The guidance from the White House contradicts Trump’s words, Army Capt. Jennifer Sims said, pointing out that he praised the military for its tolerance when he told veterans in Nevada on Wednesday that those in uniform come from all walks of life and are united by shared values and a shared sense of duty.
“It’s going to create this situation where there is a complete inequality in how transgender troops are treated,” said Sims, 28, who is based in Germany and is taking pills to prepare for her transition surgery.
That is not the military’s problem, said Elaine Donnelly, president of the Center for Military Readiness, which has opposed allowing transgender people to serve.

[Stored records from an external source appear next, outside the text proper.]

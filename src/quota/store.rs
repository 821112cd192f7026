//! Quota Store
//!
//! Regenerating per-owner budgets and the backends that hold them. As with
//! token buckets, every mutation goes through one atomic store call that
//! refills and then reserves or overwrites.

use async_trait::async_trait;
use serde::{Deserialize, Serialize};
use std::collections::HashMap;
use std::fmt::Debug;
use std::sync::{Arc, Mutex};
use std::time::Duration;

use crate::clock::{Clock, MonotonicClock};
use crate::error::StoreError;

const TOKEN_EPSILON: f64 = 1e-9;

/// Budget parameters shared by every owner
#[derive(Debug, Clone, Copy, PartialEq, Serialize, Deserialize)]
pub struct QuotaLimits {
    pub max_tokens: f64,
    pub regen_per_minute: f64,
}

impl QuotaLimits {
    pub fn new(max_tokens: f64, regen_per_minute: f64) -> Self {
        Self {
            max_tokens,
            regen_per_minute,
        }
    }

    pub fn validate(&self) -> anyhow::Result<()> {
        if !self.max_tokens.is_finite() || self.max_tokens <= 0.0 {
            anyhow::bail!("Quota max_tokens must be > 0, got {}", self.max_tokens);
        }
        if !self.regen_per_minute.is_finite() || self.regen_per_minute <= 0.0 {
            anyhow::bail!(
                "Quota regen_per_minute must be > 0, got {}",
                self.regen_per_minute
            );
        }
        Ok(())
    }
}

/// Stored budget for one owner
#[derive(Debug, Clone, Copy, PartialEq, Serialize, Deserialize)]
pub struct PersistentQuota {
    pub available_tokens: f64,
    pub last_refill_at_ms: u64,
    pub regen_rate_per_minute: f64,
    pub max_tokens: f64,
}

/// Outcome of a reservation
#[derive(Debug, Clone, Copy, PartialEq, Serialize, Deserialize)]
#[serde(tag = "result", rename_all = "snake_case")]
pub enum Reservation {
    Granted {
        remaining: f64,
    },
    Insufficient {
        available: f64,
        #[serde(with = "duration_ms")]
        wait: Duration,
    },
}

impl Reservation {
    pub fn is_granted(&self) -> bool {
        matches!(self, Reservation::Granted { .. })
    }
}

mod duration_ms {
    use serde::{Deserialize, Deserializer, Serializer};
    use std::time::Duration;

    pub fn serialize<S: Serializer>(value: &Duration, serializer: S) -> Result<S::Ok, S::Error> {
        serializer.serialize_u64(value.as_millis() as u64)
    }

    pub fn deserialize<'de, D: Deserializer<'de>>(deserializer: D) -> Result<Duration, D::Error> {
        Ok(Duration::from_millis(u64::deserialize(deserializer)?))
    }
}

impl PersistentQuota {
    /// A full budget as of `now_ms`
    pub fn full(limits: &QuotaLimits, now_ms: u64) -> Self {
        Self {
            available_tokens: limits.max_tokens,
            last_refill_at_ms: now_ms,
            regen_rate_per_minute: limits.regen_per_minute,
            max_tokens: limits.max_tokens,
        }
    }

    /// Adopt the configured limits, clamping the stored balance to the new cap
    pub fn apply_limits(&mut self, limits: &QuotaLimits) {
        self.regen_rate_per_minute = limits.regen_per_minute;
        self.max_tokens = limits.max_tokens;
        self.available_tokens = self.available_tokens.clamp(0.0, self.max_tokens);
    }

    /// `min(max_tokens, stored + elapsed_minutes * regen)`; elapsed clamps at zero
    pub fn refill(&mut self, now_ms: u64) {
        if now_ms <= self.last_refill_at_ms {
            return;
        }
        let elapsed_minutes = (now_ms - self.last_refill_at_ms) as f64 / 60_000.0;
        self.available_tokens = (self.available_tokens
            + elapsed_minutes * self.regen_rate_per_minute)
            .min(self.max_tokens);
        self.last_refill_at_ms = now_ms;
    }

    pub fn refilled(&self, now_ms: u64) -> Self {
        let mut copy = *self;
        copy.refill(now_ms);
        copy
    }

    /// `ceil((tokens - available) / regen * 60)` seconds, zero when already covered
    pub fn wait_time_for(&self, tokens: f64) -> Duration {
        let missing = tokens - self.available_tokens;
        if missing <= TOKEN_EPSILON {
            return Duration::ZERO;
        }
        let secs = (missing / self.regen_rate_per_minute * 60.0).ceil();
        Duration::from_secs(secs as u64)
    }

    /// Refill, then deduct `tokens` if available
    pub fn try_reserve(&mut self, tokens: f64, now_ms: u64) -> Reservation {
        self.refill(now_ms);
        if self.available_tokens + TOKEN_EPSILON >= tokens {
            self.available_tokens = (self.available_tokens - tokens).max(0.0);
            Reservation::Granted {
                remaining: self.available_tokens,
            }
        } else {
            Reservation::Insufficient {
                available: self.available_tokens,
                wait: self.wait_time_for(tokens),
            }
        }
    }

    /// Replace the local estimate with an authoritative count observed at `observed_at_ms`.
    ///
    /// An observation stamped ahead of the store clock is taken as `now_ms`,
    /// otherwise regeneration would stall until the clock caught up.
    pub fn reconcile(&mut self, authoritative: f64, observed_at_ms: u64, now_ms: u64) {
        self.available_tokens = authoritative.clamp(0.0, self.max_tokens);
        self.last_refill_at_ms = observed_at_ms.min(now_ms);
    }
}

/// Quota state refilled to the store's current time
#[derive(Debug, Clone, Copy, PartialEq, Serialize, Deserialize)]
pub struct QuotaSnapshot {
    pub quota: PersistentQuota,
    pub observed_at_ms: u64,
}

/// Backend holding persistent quotas
#[async_trait]
pub trait QuotaStore: Send + Sync + Debug {
    /// Atomically refill and reserve `tokens` for `owner`
    async fn reserve(
        &self,
        owner: &str,
        limits: &QuotaLimits,
        tokens: f64,
    ) -> Result<Reservation, StoreError>;

    /// Current state without mutating the store
    async fn snapshot(&self, owner: &str, limits: &QuotaLimits) -> Result<QuotaSnapshot, StoreError>;

    /// Overwrite the balance with an authoritative count.
    /// `observed_at_ms = None` means "now" on the store's clock.
    async fn reconcile(
        &self,
        owner: &str,
        limits: &QuotaLimits,
        authoritative: f64,
        observed_at_ms: Option<u64>,
    ) -> Result<PersistentQuota, StoreError>;

    fn backend(&self) -> &'static str;
}

/// Run `f` against the owner's quota, creating a full one on first use
pub(crate) fn with_quota<R>(
    quotas: &mut HashMap<String, PersistentQuota>,
    owner: &str,
    limits: &QuotaLimits,
    now_ms: u64,
    f: impl FnOnce(&mut PersistentQuota) -> R,
) -> R {
    let quota = quotas
        .entry(owner.to_string())
        .or_insert_with(|| PersistentQuota::full(limits, now_ms));
    quota.apply_limits(limits);
    f(quota)
}

/// In-process quota store; state is lost on restart
#[derive(Debug, Clone)]
pub struct MemoryQuotaStore {
    quotas: Arc<Mutex<HashMap<String, PersistentQuota>>>,
    clock: Arc<dyn Clock>,
}

impl MemoryQuotaStore {
    pub fn new() -> Self {
        Self::with_clock(Arc::new(MonotonicClock::new()))
    }

    pub fn with_clock(clock: Arc<dyn Clock>) -> Self {
        Self {
            quotas: Arc::new(Mutex::new(HashMap::new())),
            clock,
        }
    }

    fn update<R>(
        &self,
        owner: &str,
        limits: &QuotaLimits,
        f: impl FnOnce(&mut PersistentQuota, u64) -> R,
    ) -> Result<R, StoreError> {
        let mut quotas = self
            .quotas
            .lock()
            .map_err(|_| StoreError::Corrupt("quota map lock poisoned".to_string()))?;
        let now_ms = self.clock.now_ms();
        Ok(with_quota(&mut quotas, owner, limits, now_ms, |quota| {
            f(quota, now_ms)
        }))
    }
}

impl Default for MemoryQuotaStore {
    fn default() -> Self {
        Self::new()
    }
}

#[async_trait]
impl QuotaStore for MemoryQuotaStore {
    async fn reserve(
        &self,
        owner: &str,
        limits: &QuotaLimits,
        tokens: f64,
    ) -> Result<Reservation, StoreError> {
        self.update(owner, limits, |quota, now_ms| quota.try_reserve(tokens, now_ms))
    }

    async fn snapshot(&self, owner: &str, limits: &QuotaLimits) -> Result<QuotaSnapshot, StoreError> {
        self.update(owner, limits, |quota, now_ms| QuotaSnapshot {
            quota: quota.refilled(now_ms),
            observed_at_ms: now_ms,
        })
    }

    async fn reconcile(
        &self,
        owner: &str,
        limits: &QuotaLimits,
        authoritative: f64,
        observed_at_ms: Option<u64>,
    ) -> Result<PersistentQuota, StoreError> {
        self.update(owner, limits, |quota, now_ms| {
            quota.reconcile(authoritative, observed_at_ms.unwrap_or(now_ms), now_ms);
            *quota
        })
    }

    fn backend(&self) -> &'static str {
        "memory"
    }
}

“The armed forces are not just another equal opportunity employer,” Donnelly said in a statement. The military’s limited funds, she added, should not be used “to indulge transgender demands.”
Transgender people have been allowed to serve openly in the military since June 2016. Trump, in a series of tweets on July 26, announced that he planned to end that policy.
The government “will not accept or allow transgender individuals to serve in any capacity in the U.S. military,” he tweeted, contending that their service entailed “tremendous medical costs and disruption.”
A 2016 study by the RAND Corp. estimated it would cost the military $2.4 million to $8.4 million a year to provide gender transition-related coverage, an increase of 0.04 percent to 0.13 percent in health care spending for active-duty members. Researchers estimated 29 to 129 active-duty service members annually would seek such treatment.
The new guidance, as described by an official familiar with its contents but not authorized by the White House to discuss it publicly, appears to be less rigid than the complete ban that Trump tweeted about.
The official said the guidance puts a stop to recruitment of transgender individuals and prohibits the use of federal funds to pay for gender reassignment surgery, except in cases where it is deemed necessary to protect the health of an individual who has already begun the transition. But it would give Defense Secretary Jim Mattis six months to determine circumstances in which those currently in uniform who are openly transgender might be permitted to continue serving.
Trump contends the military should not pay for medical care for transgender service members to transition to another gender, and that the process means they cannot be deployed, harming the readiness of the armed forces.
According to the policy adopted under the Obama administration, commanders have the discretion to decide when to allow transgender troops to start their treatment to transition to a different gender to ensure that it does not disrupt operations. Commanders can also decide whether a person undergoing treatment is still fit to be deployed.